The verbose
parameter in scikit-learn’s RandomForestRegressor
controls the verbosity of the training process, determining how much information is printed to the console during model fitting.
By default, verbose
is set to 0, which means no training information is printed.
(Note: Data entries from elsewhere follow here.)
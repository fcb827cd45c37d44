//! Remote collaborators.
//!
//! The task store persists through a [`RemoteStore`]: a row-oriented backend
//! that also pushes coarse "something changed for this user" notifications.
//! Three backends ship with the crate:
//!
//! - [`memory::MemoryRemote`]: in-process, with failure and latency injection
//! - [`rest::RestRemote`]: PostgREST-style HTTP endpoint, polled for changes
//! - [`crate::db::tasks::SqliteRemote`]: local SQLite file used by the CLI
//!
//! Attachments and display preferences are separate, read-mostly
//! collaborators; see [`attachments`] and [`preferences`].

use crate::libs::error::RemoteError;
use crate::libs::task::{Task, TaskPatch};
use std::future::Future;
use tokio::sync::mpsc;
use tokio::task::JoinHandle;

pub mod attachments;
pub mod memory;
pub mod preferences;
pub mod rest;

pub use attachments::{AttachmentStore, MemoryAttachments, NoAttachments};
pub use memory::MemoryRemote;
pub use preferences::{DisplayPreferences, StaticPreferences};
pub use rest::RestRemote;

/// Authoritative task persistence.
///
/// Implementations may write `async fn` for each method; the returned futures
/// must be `Send` so writes can run on spawned tasks.
pub trait RemoteStore: Send + Sync + 'static {
    fn read_tasks(&self, user_id: &str) -> impl Future<Output = Result<Vec<Task>, RemoteError>> + Send;

    fn insert_task(&self, user_id: &str, task: &Task) -> impl Future<Output = Result<Task, RemoteError>> + Send;

    fn update_task(&self, task_id: &str, patch: &TaskPatch) -> impl Future<Output = Result<Task, RemoteError>> + Send;

    fn delete_task(&self, task_id: &str) -> impl Future<Output = Result<(), RemoteError>> + Send;

    /// Starts delivering change notifications for `user_id`. Notifications
    /// carry no payload; the receiver is expected to re-read.
    fn subscribe_to_changes(&self, user_id: &str) -> Subscription;
}

/// Handle for a change-notification stream. Dropping it stops any
/// background poller that feeds it.
#[derive(Debug)]
pub struct Subscription {
    receiver: mpsc::UnboundedReceiver<()>,
    poller: Option<JoinHandle<()>>,
}

impl Subscription {
    pub fn new(receiver: mpsc::UnboundedReceiver<()>) -> Self {
        Self { receiver, poller: None }
    }

    pub fn with_poller(receiver: mpsc::UnboundedReceiver<()>, poller: JoinHandle<()>) -> Self {
        Self { receiver, poller: Some(poller) }
    }

    /// Waits for the next notification. Returns false once the source is gone.
    pub async fn changed(&mut self) -> bool {
        self.receiver.recv().await.is_some()
    }

    /// Discards notifications that are already queued, returning how many.
    pub fn drain(&mut self) -> usize {
        let mut drained = 0;
        while self.receiver.try_recv().is_ok() {
            drained += 1;
        }
        drained
    }
}

impl Drop for Subscription {
    fn drop(&mut self) {
        if let Some(poller) = self.poller.take() {
            poller.abort();
        }
    }
}
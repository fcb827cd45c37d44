//! Store change notifications, broadcast to anything that re-renders.

use crate::libs::error::{ConflictError, TaskError};
use crate::libs::sync::MergeReport;
use crate::libs::task::TaskId;

#[derive(Debug, Clone, PartialEq)]
pub enum StoreEvent {
    /// Full replace from the remote finished.
    Loaded { tasks: usize },
    /// Full replace after a failed batched write.
    Reloaded { tasks: usize },
    /// A local change was applied and is being persisted.
    Changed { task_ids: Vec<TaskId> },
    Confirmed { task_ids: Vec<TaskId> },
    /// Persistence failed; listed tasks were reverted.
    RolledBack { task_ids: Vec<TaskId>, error: TaskError },
    Merged(MergeReport),
    Conflict(ConflictError),
    SyncFailed(TaskError),
}

impl StoreEvent {
    /// True for events that change what `get_section` returns.
    pub fn alters_sections(&self) -> bool {
        match self {
            StoreEvent::Merged(report) => !report.is_empty(),
            StoreEvent::Conflict(_) | StoreEvent::SyncFailed(_) => false,
            StoreEvent::RolledBack { task_ids, .. } => !task_ids.is_empty(),
            _ => true,
        }
    }
}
Setting verbose
to 1 or 2 increases the verbosity level, causing the model to print progress messages or detailed information, respectively.
from sklearn.datasets import make_regression
from sklearn.model_selection import train_test_split
from sklearn.ensemble import RandomForestRegressor
from sklearn.metrics import mean_squared_error
# Generate synthetic regression dataset
X, y = make_regression(n_samples=1000, n_features=10, noise=0.1, random_state=42)
# Split into train and test sets
X_train, X_test, y_train, y_test = train_test_split(X, y, test_size=0.2, random_state=42)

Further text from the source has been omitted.